About this task: Only one stretch of the data below is wanted: the lines from the one with "clock for tests." through the one with "let mut inner = self.inner.lock();", repeated exactly.

[Collected data]
++++++
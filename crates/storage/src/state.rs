// SPDX-License-Identifier: BUSL-1.1
// Copyright (c) 2026 Alfred Jean LLC

//! Materialized state from WAL replay.
//!
//! Five entity sets back the orchestrator: analyses, tasks, machines
//! (last-known snapshots; the machine pool is runtime-authoritative), node
//! records, and outstanding route handles. All row mutation flows through
//! `apply_event`, driven from the controller's serial loop, so replaying the
//! WAL over a snapshot reconstructs exactly this state.

use cuckoo_core::{
    Analysis, AnalysisId, AnalysisState, Event, Machine, MachineName, NodeName, Task, TaskId,
    TaskState,
};
use serde::{Deserialize, Serialize};
use std::collections::HashMap;
use tracing::warn;

/// Last-known view of one task-running node.
#[derive(Debug, Clone, Default, PartialEq, Serialize, Deserialize)]
pub struct NodeStatus {
    #[serde(default)]
    pub connected: bool,
    #[serde(default)]
    pub last_seen_ms: u64,
    /// Machines the node advertised on its last poll.
    #[serde(default)]
    pub machines: Vec<Machine>,
}

/// The complete materialized state of one working directory.
#[derive(Debug, Clone, Default, Serialize, Deserialize)]
pub struct MaterializedState {
    #[serde(default)]
    pub analyses: HashMap<AnalysisId, Analysis>,
    #[serde(default)]
    pub tasks: HashMap<TaskId, Task>,
    #[serde(default)]
    pub machines: HashMap<MachineName, Machine>,
    /// Task to remote node assignments still in flight.
    #[serde(default)]
    pub node_tasks: HashMap<TaskId, NodeName>,
    /// Rooter handles that have been applied but not yet removed.
    #[serde(default)]
    pub route_handles: HashMap<TaskId, String>,
    #[serde(default)]
    pub nodes: HashMap<NodeName, NodeStatus>,
}

impl MaterializedState {
    /// Apply an event to the state. Idempotent: re-applying an already
    /// observed event leaves the state unchanged, which makes snapshot +
    /// replay overlap harmless.
    pub fn apply_event(&mut self, event: &Event) {
        match event {
            Event::AnalysisTracked { analysis } => {
                self.analyses
                    .entry(analysis.id.clone())
                    .or_insert_with(|| (**analysis).clone());
            }
            Event::AnalysisStateChanged { id, state } => {
                let Some(analysis) = self.analyses.get_mut(id) else {
                    warn!(analysis = %id, "state change for unknown analysis");
                    return;
                };
                if analysis.state == *state || analysis.state.can_transition(*state) {
                    analysis.state = *state;
                } else {
                    warn!(
                        analysis = %id,
                        from = %analysis.state,
                        to = %state,
                        "ignoring out-of-order analysis transition"
                    );
                }
            }
            Event::AnalysisScored {
                id,
                score,
                families,
            } => {
                if let Some(analysis) = self.analyses.get_mut(id) {
                    analysis.score = *score;
                    analysis.families = families.clone();
                }
            }
            Event::AnalysisError { id, stage, message } => {
                if let Some(analysis) = self.analyses.get_mut(id) {
                    let messages = analysis.errors.entry(stage.clone()).or_default();
                    if !messages.contains(message) {
                        messages.push(message.clone());
                    }
                }
            }
            Event::ManualSelected { id, platforms } => {
                if let Some(analysis) = self.analyses.get_mut(id) {
                    if !platforms.is_empty() {
                        analysis.settings.platforms = platforms.clone();
                    }
                }
            }
            Event::TaskCreated { task } => {
                self.tasks
                    .entry(task.id.clone())
                    .or_insert_with(|| (**task).clone());
                if let Some(analysis) = self.analyses.get_mut(&task.analysis_id) {
                    if !analysis.task_ids.contains(&task.id) {
                        analysis.task_ids.push(task.id.clone());
                    }
                }
            }
            Event::TaskStateChanged { id, state } => {
                if let Some(task) = self.tasks.get_mut(id) {
                    task.state = *state;
                    if state.is_terminal() {
                        self.node_tasks.remove(id);
                    }
                }
            }
            Event::TaskAssigned { id, machine, node } => {
                if let Some(task) = self.tasks.get_mut(id) {
                    task.state = TaskState::Assigned;
                    task.machine = Some(machine.clone());
                    task.node = node.clone();
                }
                if let Some(node) = node {
                    self.node_tasks.insert(id.clone(), node.clone());
                }
            }
            Event::TaskError { id, stage, message } => {
                if let Some(task) = self.tasks.get_mut(id) {
                    let messages = task.errors.entry(stage.clone()).or_default();
                    if !messages.contains(message) {
                        messages.push(message.clone());
                    }
                }
            }
            Event::TaskScored {
                id,
                score,
                families,
            } => {
                if let Some(task) = self.tasks.get_mut(id) {
                    task.score = *score;
                    task.families = families.clone();
                }
            }
            Event::NodeMachines { name, machines } => {
                let status = self.nodes.entry(name.clone()).or_default();
                status.connected = true;
                status.machines = machines.clone();
                for machine in machines {
                    self.machines.insert(machine.name.clone(), machine.clone());
                }
            }
            Event::NodeDisconnected { name } => {
                if let Some(status) = self.nodes.get_mut(name) {
                    status.connected = false;
                }
            }
            Event::NodeTaskDispatched { task_id, node } => {
                self.node_tasks.insert(task_id.clone(), node.clone());
            }
            Event::MachineGone { name, reason } => {
                if let Some(machine) = self.machines.get_mut(name) {
                    machine.state = cuckoo_core::MachineState::Disabled;
                    machine.disabled_reason = Some(reason.clone());
                }
            }
            Event::RouteApplied { task_id, handle } => {
                self.route_handles.insert(task_id.clone(), handle.clone());
            }
            Event::RouteRemoved { task_id } => {
                self.route_handles.remove(task_id);
            }
            // Inputs the controller reacts to; they carry no row mutation
            // themselves; the controller emits the row mutations.
            Event::TrackNew { .. }
            | Event::StageComplete { .. }
            | Event::TaskFinished { .. }
            | Event::TaskCancel { .. }
            | Event::Shutdown => {}
        }
    }

    /// Record or refresh a locally configured machine snapshot.
    pub fn upsert_machine(&mut self, machine: Machine) {
        self.machines.insert(machine.name.clone(), machine);
    }

    // -- queries --

    pub fn analysis(&self, id: &AnalysisId) -> Option<&Analysis> {
        self.analyses.get(id)
    }

    pub fn task(&self, id: &TaskId) -> Option<&Task> {
        self.tasks.get(id)
    }

    /// Tasks of one analysis, in task-number order.
    pub fn tasks_of(&self, id: &AnalysisId) -> Vec<&Task> {
        let Some(analysis) = self.analyses.get(id) else {
            return Vec::new();
        };
        let mut tasks: Vec<&Task> = analysis
            .task_ids
            .iter()
            .filter_map(|tid| self.tasks.get(tid))
            .collect();
        tasks.sort_by_key(|t| t.id.number());
        tasks
    }

    /// True when every task of the analysis is in a terminal state.
    pub fn all_tasks_terminal(&self, id: &AnalysisId) -> bool {
        self.tasks_of(id).iter().all(|t| t.state.is_terminal())
    }

    /// PENDING tasks in scheduling order:
    /// `(priority desc, created_at asc, task_id asc)`.
    pub fn pending_tasks(&self) -> Vec<&Task> {
        let mut pending: Vec<&Task> = self
            .tasks
            .values()
            .filter(|t| t.state == TaskState::Pending)
            .collect();
        pending.sort_by(|a, b| {
            b.priority
                .cmp(&a.priority)
                .then(a.created_at_ms.cmp(&b.created_at_ms))
                .then(a.id.cmp(&b.id))
        });
        pending
    }

    /// Tasks that claim to hold a machine. After a restart these have no
    /// live runner and must be recovered.
    pub fn abandoned_tasks(&self) -> Vec<&Task> {
        self.tasks
            .values()
            .filter(|t| {
                matches!(
                    t.state,
                    TaskState::Starting | TaskState::Running | TaskState::Stopping
                ) || t.state == TaskState::Assigned
            })
            .collect()
    }

    /// Analyses that are not yet terminal.
    pub fn live_analyses(&self) -> Vec<&Analysis> {
        self.analyses
            .values()
            .filter(|a| !a.state.is_terminal())
            .collect()
    }

    /// Maximum task score for the analysis (the analysis score).
    pub fn max_task_score(&self, id: &AnalysisId) -> u32 {
        self.tasks_of(id).iter().map(|t| t.score).max().unwrap_or(0)
    }

    /// Nodes currently marked connected.
    pub fn connected_nodes(&self) -> Vec<&NodeName> {
        self.nodes
            .iter()
            .filter(|(_, s)| s.connected)
            .map(|(n, _)| n)
            .collect()
    }

    /// Outstanding route handles (should be empty when idle; a non-empty
    /// set with no live tasks indicates a handle leak).
    pub fn leaked_route_handles(&self) -> Vec<(&TaskId, &String)> {
        self.route_handles
            .iter()
            .filter(|(task_id, _)| {
                self.tasks
                    .get(*task_id)
                    .map(|t| t.state.is_terminal())
                    .unwrap_or(true)
            })
            .collect()
    }

    pub fn analysis_state(&self, id: &AnalysisId) -> Option<AnalysisState> {
        self.analyses.get(id).map(|a| a.state)
    }
}

#[cfg(test)]
#[path = "state_tests.rs"]
mod tests;
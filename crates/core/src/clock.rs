// SPDX-License-Identifier: BUSL-1.1
// Copyright (c) 2026 Alfred Jean LLC

//! Clock abstraction so schedulers and state machines are testable.

use chrono::Utc;
use parking_lot::Mutex;
use std::sync::Arc;
use std::time::{Duration, Instant, SystemTime, UNIX_EPOCH};

/// Source of time for the orchestrator.
pub trait Clock: Clone + Send + Sync + 'static {
    /// Monotonic instant for deadlines and elapsed measurements.
    fn now(&self) -> Instant;

    /// Wall-clock epoch milliseconds for persisted timestamps.
    fn epoch_ms(&self) -> u64;

    /// Today's date as `YYYYMMDD`, used in analysis ids and directory layout.
    fn today_compact(&self) -> String;
}

/// Production clock backed by the system time.
#[derive(Debug, Clone, Copy, Default)]
pub struct SystemClock;

impl Clock for SystemClock {
    fn now(&self) -> Instant {
        Instant::now()
    }

    fn epoch_ms(&self) -> u64 {
        SystemTime::now()
            .duration_since(UNIX_EPOCH)
            .unwrap_or_default()
            .as_millis() as u64
    }

    fn today_compact(&self) -> String {
        Utc::now().format("%Y%m%d").to_string()
    }
}

/// Controllable clock for tests.
#[derive(Debug, Clone)]
pub struct FakeClock {
    inner: Arc<Mutex<FakeClockInner>>,
}

#[derive(Debug)]
struct FakeClockInner {
    base: Instant,
    offset: Duration,
    epoch_ms: u64,
    date: String,
}

impl FakeClock {
    pub fn new() -> Self {
        Self {
            inner: Arc::new(Mutex::new(FakeClockInner {
                base: Instant::now(),
                offset: Duration::ZERO,
                epoch_ms: 1_700_000_000_000,
                date: "20260801".to_string(),
            })),
        }
    }

    /// Advance both the monotonic and wall clocks.
    pub fn advance(&self, by: Duration) {
        let mut inner = self.inner.lock();
        inner.offset += by;
        inner.epoch_ms += by.as_millis() as u64;
    }

    pub fn set_date(&self, date: impl Into<String>) {
        self.inner.lock().date = date.into();
    }
}

impl Default for FakeClock {
    fn default() -> Self {
        Self::new()
    }
}

impl Clock for FakeClock {
    fn now(&self) -> Instant {
        let inner = self.inner.lock();
        inner.base + inner.offset
    }

    fn epoch_ms(&self) -> u64 {
        self.inner.lock().epoch_ms
    }

    fn today_compact(&self) -> String {
        self.inner.lock().date.clone()
    }
}

#[cfg(test)]
#[path = "clock_tests.rs"]
mod tests;
// SPDX-License-Identifier: BUSL-1.1
// Copyright (c) 2026 Alfred Jean LLC

//! Identifier types for analyses, tasks, machines and nodes.

use crate::clock::Clock;

/// Trait for truncating identifiers to a short prefix.
pub trait ShortId {
    /// Returns a string slice truncated to at most `n` characters.
    fn short(&self, n: usize) -> &str;
}

impl ShortId for str {
    fn short(&self, n: usize) -> &str {
        if self.len() <= n {
            self
        } else {
            &self[..n]
        }
    }
}

/// Define a newtype ID wrapper around `String`.
///
/// Generates `new()`, `as_str()`, `short()`, `Display`, `From<String>`, `From<&str>`,
/// `PartialEq<str>`, `PartialEq<&str>`, and `Borrow<str>` implementations.
#[macro_export]
macro_rules! define_id {
    (
        $(#[$meta:meta])*
        pub struct $name:ident;
    ) => {
        $(#[$meta])*
        #[derive(Debug, Clone, PartialEq, Eq, Hash, PartialOrd, Ord, serde::Serialize, serde::Deserialize)]
        pub struct $name(pub String);

        impl $name {
            pub fn new(id: impl Into<String>) -> Self {
                Self(id.into())
            }

            pub fn as_str(&self) -> &str {
                &self.0
            }

            /// Returns a string slice truncated to at most `n` characters.
            pub fn short(&self, n: usize) -> &str {
                if self.0.len() <= n {
                    &self.0
                } else {
                    &self.0[..n]
                }
            }
        }

        impl std::fmt::Display for $name {
            fn fmt(&self, f: &mut std::fmt::Formatter<'_>) -> std::fmt::Result {
                write!(f, "{}", self.0)
            }
        }

        impl From<String> for $name {
            fn from(s: String) -> Self {
                Self(s)
            }
        }

        impl From<&str> for $name {
            fn from(s: &str) -> Self {
                Self(s.to_string())
            }
        }

        impl PartialEq<str> for $name {
            fn eq(&self, other: &str) -> bool {
                self.0 == other
            }
        }

        impl PartialEq<&str> for $name {
            fn eq(&self, other: &&str) -> bool {
                self.0 == *other
            }
        }

        impl std::borrow::Borrow<str> for $name {
            fn borrow(&self) -> &str {
                &self.0
            }
        }
    };
}

define_id! {
    /// Identifier of one submitted analysis.
    ///
    /// Format `YYYYMMDD-XXXXXX`: submission date followed by six uppercase
    /// base-36 characters. Unique within a working directory.
    pub struct AnalysisId;
}

define_id! {
    /// Identifier of one task: `<analysis_id>_<n>` with `n` starting at 1.
    pub struct TaskId;
}

define_id! {
    /// Name of a configured machine, unique within its machinery.
    pub struct MachineName;
}

define_id! {
    /// Name of a task-running node known to the main node.
    pub struct NodeName;
}

const ID_CHARS: &[u8] = b"0123456789ABCDEFGHIJKLMNOPQRSTUVWXYZ";
const ID_SUFFIX_LEN: usize = 6;

impl AnalysisId {
    /// Generate a fresh analysis id for today's date.
    ///
    /// Uniqueness against existing analyses is the caller's responsibility
    /// (retry on collision against the `untracked/` sentinel directory).
    pub fn generate(clock: &impl Clock) -> Self {
        let mut rng = rand::rng();
        Self::generate_with(clock, &mut rng)
    }

    /// Generate with an explicit RNG (deterministic in tests).
    pub fn generate_with(clock: &impl Clock, rng: &mut impl rand::Rng) -> Self {
        let mut suffix = String::with_capacity(ID_SUFFIX_LEN);
        for _ in 0..ID_SUFFIX_LEN {
            let idx = rng.random_range(0..ID_CHARS.len());
            suffix.push(ID_CHARS[idx] as char);
        }
        Self(format!("{}-{}", clock.today_compact(), suffix))
    }

    /// Validate the `YYYYMMDD-XXXXXX` shape.
    pub fn is_valid(s: &str) -> bool {
        let Some((date, suffix)) = s.split_once('-') else {
            return false;
        };
        date.len() == 8
            && date.bytes().all(|b| b.is_ascii_digit())
            && suffix.len() == ID_SUFFIX_LEN
            && suffix
                .bytes()
                .all(|b| b.is_ascii_digit() || b.is_ascii_uppercase())
    }

    /// The `YYYYMMDD` date segment, used for the on-disk directory layout.
    pub fn date_segment(&self) -> &str {
        self.0.split_once('-').map(|(d, _)| d).unwrap_or(&self.0)
    }
}

impl TaskId {
    /// Build a task id from its analysis and 1-based sequence number.
    pub fn for_analysis(analysis: &AnalysisId, number: u32) -> Self {
        Self(format!("{}_{}", analysis, number))
    }

    /// The analysis id this task belongs to.
    pub fn analysis_id(&self) -> AnalysisId {
        match self.0.rsplit_once('_') {
            Some((analysis, _)) => AnalysisId::new(analysis),
            None => AnalysisId::new(self.0.clone()),
        }
    }

    /// The 1-based task number within its analysis.
    pub fn number(&self) -> Option<u32> {
        self.0.rsplit_once('_').and_then(|(_, n)| n.parse().ok())
    }
}

#[cfg(test)]
#[path = "id_tests.rs"]
mod tests;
++++++
Reply:
/// Controllable clock for tests.
#[derive(Debug, Clone)]
pub struct FakeClock {
    inner: Arc<Mutex<FakeClockInner>>,
}

#[derive(Debug)]
struct FakeClockInner {
    base: Instant,
    offset: Duration,
    epoch_ms: u64,
    date: String,
}

impl FakeClock {
    pub fn new() -> Self {
        Self {
            inner: Arc::new(Mutex::new(FakeClockInner {
                base: Instant::now(),
                offset: Duration::ZERO,
                epoch_ms: 1_700_000_000_000,
                date: "20260801".to_string(),
            })),
        }
    }

    /// Advance both the monotonic and wall clocks.
    pub fn advance(&self, by: Duration) {
        let mut inner = self.inner.lock();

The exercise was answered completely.